After a very enjoyable meal in the Jambo Grill & Restaurant in Gilmore Place, the other evening, where I ate jerk spiced chicken and plantain (shown above), I started to think about restaurant bills and how they are presented.
This had nothing specifically to do with the Jambo Grill bill. Their bill was hand written, and like most bills was presented item by item as they had been ordered. Many restaurants nowadays produce computerised bills. These also list items as they are ordered.
This is all fine if one person is going to pay the bill. It’s also fine if the bill is going to be split equally between diners.

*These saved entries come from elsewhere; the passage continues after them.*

//! Debugging feature flags.

#[allow(dead_code)]
pub struct LogFlags {
    /// Log wallet session activity (connect attempts, outcomes, disconnects).
    pub log_wallet_events: bool,

    /// Log simulated transaction state changes (trigger, confirm).
    pub log_tx_events: bool,

    /// Log screen navigation.
    pub log_navigation: bool,
}

pub const DF: LogFlags = LogFlags {
    log_wallet_events: true,

    log_tx_events: false,
    log_navigation: false,
};
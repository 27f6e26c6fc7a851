//! Timing and token display constants.

/// Delay before a simulated transaction flips from Pending to Confirmed.
pub const CONFIRM_DELAY_MS: i64 = 2_000;

/// How long the "Copied" acknowledgment stays visible after copying an address.
pub const COPY_ACK_MS: i64 = 1_500;

/// Display symbol of the native token.
pub const TOKEN_SYMBOL: &str = "ETH";

/// Base units per whole token: 18 decimals, wei-style.
pub const TOKEN_DECIMALS: u32 = 18;
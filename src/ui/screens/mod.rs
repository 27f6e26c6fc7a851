mod dashboard;
mod marketplace;
mod model_detail;
mod profile;
mod upload;
mod wallet;

pub(crate) use dashboard::render_dashboard;
pub(crate) use marketplace::render_marketplace;
pub(crate) use model_detail::render_model_detail;
pub(crate) use profile::render_profile;
pub(crate) use upload::render_upload;
pub(crate) use wallet::render_wallet;
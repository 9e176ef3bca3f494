// Display-side projections of the task collection and the collaborator
// traits the controller renders through.
//
// Nothing in here knows about the terminal: the TUI maps Accent and
// DueMarker onto real colours and glyphs.

use chrono::{Datelike, TimeZone};
use std::collections::HashMap;

use crate::app::filter::{TaskFilter, DUE_MARKER};
use crate::app::models::{Priority, Task, TaskId, TaskStats};

// Palette slot used to tint a category.
#[derive(Debug, Clone, Copy, PartialEq, Eq, Hash)]
pub enum Accent {
    Orange,
    Blue,
    Green,
    Purple,
    Red,
}

// Icon shown next to the due text.
#[derive(Debug, Clone, Copy, PartialEq, Eq)]
pub enum DueMarker {
    // Text mentions "Due".
    Clock,
    // Text looks like a date range.
    Range,
    // Anything else.
    Day,
}

impl DueMarker {
    pub fn for_due_time(due_time: &str) -> DueMarker {
        if due_time.contains(DUE_MARKER) {
            DueMarker::Clock
        } else if due_time.contains('-') {
            DueMarker::Range
        } else {
            DueMarker::Day
        }
    }
}

#[derive(Debug, Clone, Copy, PartialEq, Eq)]
pub enum Severity {
    Success,
    Error,
    Info,
}

// Lookup tables for the rendering path.
#[derive(Debug, Clone)]
pub struct DisplayConfig {
    pub category_accents: HashMap<String, Accent>,
    pub default_accent: Accent,
    pub filter_labels: HashMap<TaskFilter, String>,
}

impl Default for DisplayConfig {
    fn default() -> Self {
        let category_accents = [
            ("OmniMarketing", Accent::Orange),
            ("Books", Accent::Blue),
            ("Office", Accent::Green),
            ("Shopping", Accent::Purple),
            ("Social", Accent::Red),
            ("Omni Meals 2.0", Accent::Green),
            ("Vacation", Accent::Blue),
            ("Cats", Accent::Orange),
            ("Food iPad", Accent::Green),
            ("Phone", Accent::Red),
            ("Conference", Accent::Purple),
        ]
        .into_iter()
        .map(|(category, accent)| (category.to_string(), accent))
        .collect();

        let filter_labels = [
            (TaskFilter::All, "All"),
            (TaskFilter::Pending, "Pending"),
            (TaskFilter::Completed, "Completed"),
            (TaskFilter::HighPriority, "High priority"),
            (TaskFilter::DueToday, "Today"),
        ]
        .into_iter()
        .map(|(filter, label)| (filter, label.to_string()))
        .collect();

        DisplayConfig {
            category_accents,
            default_accent: Accent::Orange,
            filter_labels,
        }
    }
}

impl DisplayConfig {
    pub fn accent_for(&self, category: &str) -> Accent {
        self.category_accents
            .get(category)
            .copied()
            .unwrap_or(self.default_accent)
    }

    // Falls back to the filter's key when no label is configured.
    pub fn filter_label(&self, filter: TaskFilter) -> String {
        self.filter_labels
            .get(&filter)
            .cloned()
            .unwrap_or_else(|| filter.key().to_string())
    }
}

// Everything one list entry needs to draw itself.
#[derive(Debug, Clone, PartialEq, Eq)]
pub struct TaskView {
    pub id: TaskId,
    pub title: String,
    pub category: String,
    pub accent: Accent,
    pub priority: Priority,
    pub completed: bool,
    // `None` when the task has no due text; no due block is drawn then.
    pub due: Option<(DueMarker, String)>,
}

impl TaskView {
    pub fn project(task: &Task, config: &DisplayConfig) -> TaskView {
        let due = if task.due_time.is_empty() {
            None
        } else {
            Some((DueMarker::for_due_time(&task.due_time), task.due_time.clone()))
        };
        TaskView {
            id: task.id,
            title: task.title.clone(),
            category: task.category.clone(),
            accent: config.accent_for(&task.category),
            priority: task.priority,
            completed: task.completed,
            due,
        }
    }
}

pub const WEEKDAY_LABELS: [&str; 7] = ["Mon", "Tue", "Wed", "Thu", "Fri", "Sat", "Sun"];

// Tasks created per weekday, Monday first.
pub type WeekCounts = [usize; 7];

// Counts task creation per weekday as seen in `tz`.
pub fn weekday_counts<Tz: TimeZone>(tasks: &[Task], tz: &Tz) -> WeekCounts {
    let mut counts = [0; 7];
    for task in tasks {
        let weekday = task.created_at.with_timezone(tz).weekday();
        // num_days_from_monday puts Sunday last
        counts[weekday.num_days_from_monday() as usize] += 1;
    }
    counts
}

// The rendering collaborator. Each call replaces what was shown before.
pub trait Renderer {
    // Hides the loading state and reveals the progress and task sections.
    fn show_main(&mut self);
    fn render_progress(&mut self, stats: &TaskStats);
    // An empty slice means "nothing to show" for the current filter.
    fn render_tasks(&mut self, tasks: &[TaskView]);
    fn render_calendar(&mut self, counts: &WeekCounts);
    fn render_filter_label(&mut self, label: &str);
    fn render_clock(&mut self, text: &str);
}

// The notification collaborator: decides nothing about presentation.
pub trait Notifier {
    fn notify(&mut self, message: &str, severity: Severity);
}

It seems to me that, increasingly, groups of people are eating out at restaurants. The walking group monthly meal, the yoga group end of term group, the this-or-that group. Often, the people in such groups don’t know each other particularly well, and within such groups splitting a bill equally can have its downside. Imagine if the group included Albert, who might spend the entire evening nibbling on a bowl of prawn crackers and sipping a half pint of beer with no beer in it, and also Fat Mac, who might order soup, extra bread, six pints of Guinness, a bucketful of vegetables, a bottle of red and a pudding. Come to think of it, splitting the bill equally between Fat Mac and anyone else might not be very fair. It’s probably just as well that he doesn’t often eat out.
Now, if you’re well organised, you can ask at the start for separate bills, and this may work quite well apart from the time it takes for everyone to pay up at the end, with their various credit cards/cash. And it might make the person who initially suggests separate bills to look a bit stingy or calculating.
Instead, why don’t restaurants list items on the bill by diner. Diner 1 ordered a starter, mains, bottle of beer, coffee – with subtotal £x; diner 2 ordered a mains, a bottle of wine and a coffee – with subtotal £y; and so on, with the grand total at the end. This would surely solve all problems, would allow each person to pay according to what they ate, or to agree to split the bill, and would show that the restaurant is billing people with them in mind, and not simply according to the food/drink as it is delivered.